• [Extracted data]:
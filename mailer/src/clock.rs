//! Time source for the dispatch loop.

use std::sync::Mutex;

use async_trait::async_trait;
use chrono::{DateTime, Utc};

#[async_trait]
pub trait Clock: Send + Sync {
    fn now(&self) -> DateTime<Utc>;

    /// Suspend until `deadline`. Returns immediately if it has passed.
    async fn sleep_until(&self, deadline: DateTime<Utc>);
}

/// Wall clock backed by tokio timers.
pub struct SystemClock;

#[async_trait]
impl Clock for SystemClock {
    fn now(&self) -> DateTime<Utc> {
        Utc::now()
    }

    async fn sleep_until(&self, deadline: DateTime<Utc>) {
        let remaining = (deadline - Utc::now()).to_std().unwrap_or_default();
        tokio::time::sleep(remaining).await;
    }
}

/// Clock that jumps straight to any deadline it is asked to sleep until.
///
/// Used by dry runs to lay out the send schedule without waiting, and by
/// tests to drive the scheduler through hours in microseconds.
pub struct SimulatedClock {
    now: Mutex<DateTime<Utc>>,
}

impl SimulatedClock {
    pub fn starting_at(now: DateTime<Utc>) -> Self {
        Self {
            now: Mutex::new(now),
        }
    }

    pub fn advance_to(&self, t: DateTime<Utc>) {
        let mut now = self.now.lock().unwrap_or_else(|e| e.into_inner());
        if t > *now {
            *now = t;
        }
    }
}

#[async_trait]
impl Clock for SimulatedClock {
    fn now(&self) -> DateTime<Utc> {
        *self.now.lock().unwrap_or_else(|e| e.into_inner())
    }

    async fn sleep_until(&self, deadline: DateTime<Utc>) {
        self.advance_to(deadline);
        tokio::task::yield_now().await;
    }
}

#[cfg(test)]
mod tests {
    use super::*;
    use chrono::{Duration, TimeZone};

    #[tokio::test]
    async fn test_simulated_clock_jumps_forward_only() {
        let start = Utc.with_ymd_and_hms(2026, 3, 2, 9, 0, 0).unwrap();
        let clock = SimulatedClock::starting_at(start);

        clock.sleep_until(start + Duration::hours(1)).await;
        assert_eq!(clock.now(), start + Duration::hours(1));

        clock.sleep_until(start).await;
        assert_eq!(clock.now(), start + Duration::hours(1));
    }

    #[tokio::test]
    async fn test_system_clock_past_deadline_returns() {
        SystemClock.sleep_until(Utc::now() - Duration::seconds(5)).await;
    }
}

• [Task objective]: The answer must be all the lines above that hold the word "await".

• [Problem solution]:
        tokio::time::sleep(remaining).await;
        tokio::task::yield_now().await;
        clock.sleep_until(start + Duration::hours(1)).await;
        clock.sleep_until(start).await;
        SystemClock.sleep_until(Utc::now() - Duration::seconds(5)).await;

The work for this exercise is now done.